Truth & objectivity: post modern casualties or victims of PR piracy?

Posted: July 28, 2011 in Uncategorized

Mark Twain, the famous author of the Adventures of Huckleberry Finn, once wrote “if you don’t read the newspaper, you are uninformed; if you do read the newspaper, you are misinformed.” How true is a news story on newspaper? Who can guarantee the truth and objectivity of the news?


Today journalists have so many techniques to make the news story more interesting. They can angle the story, frame the content in such a way that it will attract readers’ attention within the first paragraph (I guess that is what we, journalism students, have been studying). Sometimes  these techniques make the truth in a story changes. Tapsall and Varley (2001) also highlighted the fight for truth as an entity in journalism, which is not to be considered an oxymoron, is becoming increasingly difficult.

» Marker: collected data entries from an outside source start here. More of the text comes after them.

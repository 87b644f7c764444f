//!
//! Blocking Reader/Writer Lock
//!
//! Built from a `FastMutex` guarding three counters and two events:
//!
//! - `can_read` (manual-reset): opened when the last writer leaves and
//!   readers are queued, closed whenever a writer arrives
//! - `can_write` (auto-reset): hands the lock to exactly one queued writer,
//!   either from the last departing reader or from the previous writer
//!
//! `writers` counts the active writer plus every queued one. A reader that
//! finds `writers != 0` queues as a pending reader, so once a writer is
//! waiting, newly arriving readers line up behind it instead of cutting in.
//! Waiting writers are not served in FIFO order.
//!
//! The lock is not reentrant: a thread holding it for write that asks for
//! read (or write) again blocks forever.
//!
//! Usage:
//! ```rust,ignore
//! let lock = RWLock::new();
//! {
//!     let _r = lock.read();
//!     // shared section
//! }
//! lock.lock_for_write();
//! // exclusive section
//! lock.unlock_write();
//! ```
//!

use std::sync::atomic::{AtomicU32, Ordering};

use strand_core::WAIT_INFINITE;

use crate::event::Event;
use crate::mutex::FastMutex;

pub struct RWLock {
    mutex: FastMutex,
    can_write: Event,
    can_read: Event,
    // Only touched with `mutex` held.
    active_readers: AtomicU32,
    writers: AtomicU32,
    pending_readers: AtomicU32,
}

impl RWLock {
    pub fn new() -> Self {
        Self {
            mutex: FastMutex::new(),
            can_write: Event::auto(),
            can_read: Event::manual(),
            active_readers: AtomicU32::new(0),
            writers: AtomicU32::new(0),
            pending_readers: AtomicU32::new(0),
        }
    }

    pub fn lock_for_read(&self) {
        self.mutex.lock();
        if self.writers.load(Ordering::Relaxed) != 0 {
            self.wait_for_read();
        }
        self.active_readers.fetch_add(1, Ordering::Relaxed);
        self.mutex.unlock();
    }

    /// Called with `mutex` held; returns with it held and no writers left.
    fn wait_for_read(&self) {
        self.pending_readers.fetch_add(1, Ordering::Relaxed);
        loop {
            self.mutex.unlock();
            self.can_read.wait(WAIT_INFINITE);
            self.mutex.lock();
            if self.writers.load(Ordering::Relaxed) == 0 {
                break;
            }
        }
        self.pending_readers.fetch_sub(1, Ordering::Relaxed);
    }

    pub fn unlock_read(&self) {
        self.mutex.lock();
        let readers = self.active_readers.load(Ordering::Relaxed);
        if readers == 0 {
            self.mutex.unlock();
            panic!("unlock_read on an RWLock with no active readers");
        }
        self.active_readers.store(readers - 1, Ordering::Relaxed);
        if readers == 1 && self.writers.load(Ordering::Relaxed) != 0 {
            self.can_write.set();
        }
        self.mutex.unlock();
    }

    pub fn lock_for_write(&self) {
        self.mutex.lock();
        let must_wait = self.writers.load(Ordering::Relaxed) != 0
            || self.active_readers.load(Ordering::Relaxed) != 0;
        self.writers.fetch_add(1, Ordering::Relaxed);
        self.can_read.reset();
        self.mutex.unlock();

        if must_wait {
            self.can_write.wait(WAIT_INFINITE);
        }
    }

    pub fn unlock_write(&self) {
        self.mutex.lock();
        let writers = self.writers.load(Ordering::Relaxed);
        if writers == 0 {
            self.mutex.unlock();
            panic!("unlock_write on an RWLock with no writer");
        }
        self.writers.store(writers - 1, Ordering::Relaxed);
        if writers == 1 {
            if self.pending_readers.load(Ordering::Relaxed) != 0 {
                self.can_read.set();
            }
        } else {
            self.can_write.set();
        }
        self.mutex.unlock();
    }

    pub fn read(&self) -> ReadGuard<'_> {
        self.lock_for_read();
        ReadGuard { lock: self }
    }

    pub fn write(&self) -> WriteGuard<'_> {
        self.lock_for_write();
        WriteGuard { lock: self }
    }

    pub fn active_readers(&self) -> u32 {
        self.counter(&self.active_readers)
    }

    /// The active writer plus every queued one.
    pub fn writers(&self) -> u32 {
        self.counter(&self.writers)
    }

    pub fn pending_readers(&self) -> u32 {
        self.counter(&self.pending_readers)
    }

    fn counter(&self, counter: &AtomicU32) -> u32 {
        let _guard = self.mutex.guard();
        counter.load(Ordering::Relaxed)
    }
}

impl Default for RWLock {
    fn default() -> Self {
        Self::new()
    }
}

pub struct ReadGuard<'a> {
    lock: &'a RWLock,
}

impl Drop for ReadGuard<'_> {
    fn drop(&mut self) {
        self.lock.unlock_read();
    }
}

pub struct WriteGuard<'a> {
    lock: &'a RWLock,
}

impl Drop for WriteGuard<'_> {
    fn drop(&mut self) {
        self.lock.unlock_write();
    }
}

One of the factor in the change of journalism practice is public relations. Today public relations practitioners tend to portray a very good image about their organizations/clients. It is undeniable that many journalists rely on public relations people as a source of news. Hundreds pieces of news releases by PR practitioners are sent to journalists everyday to be published. Journalists’ work sometimes is as simple as editing the news releases and sending for publishing. While PR is subjective, ‘truthfulness’ is the responsibility of both journalists and PR practitioners. Their relationship can be mutually beneficial and symbiotic. Who can ensure the objectivity in the news releases sent my PR practitioners whose main work is to maintain a very good image of their clients to the public?


“Respect for the truth and the public’s right to information are fundamental principles of journalism” (Australian Commonwealth, 2010). Although there is controversy over this issue, I still believe that there is still ethical journalists and ethical PR practitioners who want to serve the greater good.




Australian Competition and Consumer Commission Australian Commonwealth. (2010). Media, Entertainment & Arts Alliance (MEAA) Description. Retrieved July 28, 2011 from

Tapsall, S. & Varley, C. (2001). Journalism: Theory in Practice. Oxford University Press: South Melbourne.